I find some of the IPCC terminology interesting. Alternatives analysis and communication of uncertainty are professional interests of mine. I am afraid I am not all that good at them, but when I see the state of the art in scientific communication from the experts sometimes I feel a little better.
Here is a footnote in the Summary for Policy Makers on the terminology they use to try to communicate uncertainty.
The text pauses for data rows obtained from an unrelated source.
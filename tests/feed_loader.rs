//! Integration tests for the load path: HTTP payload, cards, controller.

use chrono::{TimeZone, Utc};
use makedon_news::app::{build_http_client, App, FeedState};
use makedon_news::feed::{cards_from_payload, FeedLoader, FeedSource};
use makedon_news::filter::{ControllerSettings, FilterScrollController, RegionAliasTable};
use pretty_assertions::assert_eq;
use std::sync::Arc;
use std::time::Duration;
use wiremock::matchers::{method, path};
use wiremock::{Mock, MockServer, ResponseTemplate};

fn payload_json(balkan: usize, asia: usize) -> String {
    let mut articles = Vec::new();
    for i in 0..balkan {
        articles.push(serde_json::json!({
            "title": format!("Балканска вест {}", i),
            "summary": "Краток опис.",
            "link": format!("https://example.com/b/{}", i),
            "source_name": "МИА",
            "category": "Политика",
            "region": "🏔️ Балкан",
            "published": "2025-01-10T08:00:00Z",
        }));
    }
    for i in 0..asia {
        articles.push(serde_json::json!({
            "title": format!("Азиска вест {}", i),
            "region": "🌏 Азија",
            "category": "Економија",
        }));
    }
    serde_json::json!({
        "last_updated": "2025-01-10 09:30:00",
        "article_count": balkan + asia,
        "articles": articles,
    })
    .to_string()
}

async fn serve(body: String) -> MockServer {
    let server = MockServer::start().await;
    Mock::given(method("GET"))
        .and(path("/data/news.json"))
        .respond_with(
            ResponseTemplate::new(200)
                .set_body_string(body)
                .insert_header("Content-Type", "application/json"),
        )
        .mount(&server)
        .await;
    server
}

fn loader_for(server: &MockServer) -> FeedLoader {
    let client = build_http_client(Duration::from_secs(5)).unwrap();
    FeedLoader::new(
        client,
        FeedSource::parse(&format!("{}/data/news.json", server.uri())),
    )
}

fn controller() -> FilterScrollController {
    FilterScrollController::new(
        ControllerSettings::default(),
        RegionAliasTable::default(),
        vec!["Светски Вести".to_string(), "Најнови Вести".to_string()],
        vec!["Македонија".to_string(), "Азија".to_string()],
    )
}

#[tokio::test]
async fn test_loaded_cards_drive_default_filter() {
    let server = serve(payload_json(30, 30)).await;
    let payload = loader_for(&server).fetch().await.unwrap();
    let now = Utc.with_ymd_and_hms(2025, 1, 10, 9, 0, 0).unwrap();

    let cards = cards_from_payload(&payload, now);
    assert_eq!(cards.len(), 60);
    assert_eq!(cards[0].time, "Пред 1 час");
    assert_eq!(cards[0].badges(), "🏔️ Балкан | 🏛️ Политика");

    let mut c = controller();
    c.initialize(cards.iter().map(|card| card.to_item()).collect());
    c.flush();

    assert_eq!(c.filtered_count(), 30);
    assert_eq!(c.visible_count(), 25);
    assert!(c.shown_items().all(|item| item.key < 30));
}

#[tokio::test]
async fn test_app_reload_keeps_selected_region() {
    let server = serve(payload_json(5, 40)).await;
    let loader = Arc::new(loader_for(&server));
    let mut app = App::new(controller(), Arc::clone(&loader));

    app.handle_feed_loaded(loader.fetch().await, Utc::now());
    app.controller.flush();
    app.sync_view();
    assert!(matches!(app.feed_state, FeedState::Ready { article_count: 45, .. }));
    assert_eq!(app.shown_len(), 5);

    app.select_region_at(1);
    app.controller.flush();
    app.sync_view();
    assert_eq!(app.shown_len(), 25);

    app.handle_feed_loaded(loader.fetch().await, Utc::now());
    app.controller.flush();
    app.sync_view();
    assert_eq!(app.controller.filter().region.as_deref(), Some("Азија"));
    assert_eq!(app.shown_len(), 25);
}

#[tokio::test]
async fn test_failed_first_load_marks_failed() {
    let server = MockServer::start().await;
    Mock::given(method("GET"))
        .respond_with(ResponseTemplate::new(503))
        .mount(&server)
        .await;
    let loader = Arc::new(loader_for(&server));
    let mut app = App::new(controller(), Arc::clone(&loader));

    app.handle_feed_loaded(loader.fetch().await, Utc::now());
    match &app.feed_state {
        FeedState::Failed { message } => assert!(message.contains("503")),
        other => panic!("expected Failed, got {:?}", other),
    }
}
A level of confidence is expressed using five qualifiers: very low, low, medium, high and very high, and typeset in italics, for example, medium confidence. The following terms have been used to indicate the assessed likelihood of an outcome or a result: virtually certain 99–100% probability, very likely 90–100%, likely 66 100%, about as likely as not 33–66%, unlikely 0–33%, very unlikely 0–10%, exceptionally unlikely 0–1%. Additional terms (extremely likely 95–100%, more likely than not >50–100%, more unlikely than likely 0–<50%, extremely unlikely 0–5%) may also be used when appropriate. Assessed likelihood is typeset in italics, for example, very likely.
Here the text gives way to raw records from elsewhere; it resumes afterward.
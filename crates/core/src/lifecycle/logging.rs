//! Logging initialization with optional file-based daily rotation.

use tracing_appender::non_blocking::WorkerGuard;
use tracing_subscriber::EnvFilter;

pub const LOG_FILE_NAME: &str = "quizgate.log";

#[derive(Debug, Clone)]
pub struct LogOptions<'a> {
    /// Default filter directive; `RUST_LOG` wins when set.
    pub level: &'a str,
    pub to_file: bool,
    pub log_dir: Option<&'a str>,
    /// Emit JSON lines instead of the human-readable format.
    pub json: bool,
}

fn env_filter(level: &str) -> EnvFilter {
    EnvFilter::try_from_default_env().unwrap_or_else(|_| EnvFilter::new(level))
}

/// Install the global tracing subscriber.
///
/// With `to_file` the output goes to `{log_dir}/quizgate.log.YYYY-MM-DD`
/// through a non-blocking writer, and the returned guard **must be held**
/// until shutdown so buffered lines are flushed.
pub fn init_logging(options: &LogOptions<'_>) -> Option<WorkerGuard> {
    let builder = tracing_subscriber::fmt()
        .with_env_filter(env_filter(options.level))
        .with_target(false);

    if options.to_file {
        let dir = options.log_dir.unwrap_or("./logs");
        let file_appender = tracing_appender::rolling::daily(dir, LOG_FILE_NAME);
        let (non_blocking, guard) = tracing_appender::non_blocking(file_appender);
        let builder = builder.with_writer(non_blocking).with_ansi(false);
        if options.json {
            builder.json().init();
        } else {
            builder.init();
        }
        Some(guard)
    } else {
        if options.json {
            builder.json().init();
        } else {
            builder.init();
        }
        None
    }
}
//! Shutdown (SIGTERM/SIGINT) and reload (SIGHUP) signal handling.

use tokio::sync::watch;

/// Listens for OS signals; flips the shutdown channel when asked to stop.
pub struct SignalHandler {
    shutdown_tx: watch::Sender<bool>,
}

impl SignalHandler {
    /// Create a handler and a receiver that becomes `true` on shutdown.
    pub fn new() -> (Self, watch::Receiver<bool>) {
        let (tx, rx) = watch::channel(false);
        (Self { shutdown_tx: tx }, rx)
    }

    /// Run until a shutdown signal arrives. SIGHUP (unix) calls `reload_fn`
    /// and keeps running.
    pub async fn run<F>(self, reload_fn: F) -> std::io::Result<()>
    where
        F: Fn() + Send + Sync + 'static,
    {
        #[cfg(unix)]
        {
            use tokio::signal::unix::{SignalKind, signal};

            let mut sigterm = signal(SignalKind::terminate())?;
            let mut sighup = signal(SignalKind::hangup())?;

            loop {
                tokio::select! {
                    res = tokio::signal::ctrl_c() => {
                        res?;
                        tracing::info!("Received SIGINT, shutting down");
                        break;
                    }
                    _ = sigterm.recv() => {
                        tracing::info!("Received SIGTERM, shutting down");
                        break;
                    }
                    _ = sighup.recv() => {
                        tracing::info!("Received SIGHUP, reloading configuration");
                        reload_fn();
                    }
                }
            }
        }

        #[cfg(not(unix))]
        {
            let _ = &reload_fn;
            tokio::signal::ctrl_c().await?;
            tracing::info!("Received Ctrl+C, shutting down");
        }

        self.shutdown();
        Ok(())
    }

    /// Trigger shutdown without an OS signal.
    pub fn shutdown(&self) {
        let _ = self.shutdown_tx.send(true);
    }
}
Here are some definitions of scenarios and pathways in Chapter 1 of Global Warming of 1.5 °C.
A ‘scenario’ is an internally consistent, plausible, and integrated description of a possible future of the human–environment system, including a narrative with qualitative trends and quantitative projections (IPCC, 2000). Climate change scenarios provide a framework for developing and integrating emissions, climate change and climate impact projections, including an assessment of their inherent uncertainties. The long-term and multi–faceted nature of climate change requires climate scenarios to describe how assumptions about inherently uncertain socio-economic trends in the 21st century could influence future energy and land use, resulting in emissions, and climate change as well as human vulnerability and exposure to climate change. Such driving forces include population, GDP, technological innovation, governance, and lifestyles. Climate change scenarios are used for analysing and contrasting climate policy choices.
The notion of a ‘pathway’ can have multiple meanings in the climate literature. It is often used to describe the temporal evolution of a set of scenario features, such as GHG emissions and socioeconomic development. As such, it can describe individual scenario components or sometimes be used interchangeably with the word ‘scenario’. For example, the RCPs describe GHG concentration trajectories (van Vuuren et al., 2011) and the SSPs are a set of narratives of societal futures augmented by quantitative projections of socio-economic determinants such as population, GDP, and urbanization (Kriegler et al., 2012; O’Neill et al., 2014). Socio-economic driving forces consistent with any of the SSPs can be combined with a set of climate policy assumptions (Kriegler et al., 2014) that together would lead to emissions and concentration outcomes consistent with the RCPs (Riahi et al., 2017). This is at the core of the scenario framework for climate change research that aims to facilitate creating scenarios integrating emissions and development pathways dimensions (Ebi et al., 2014; van Vuuren et al., 2014).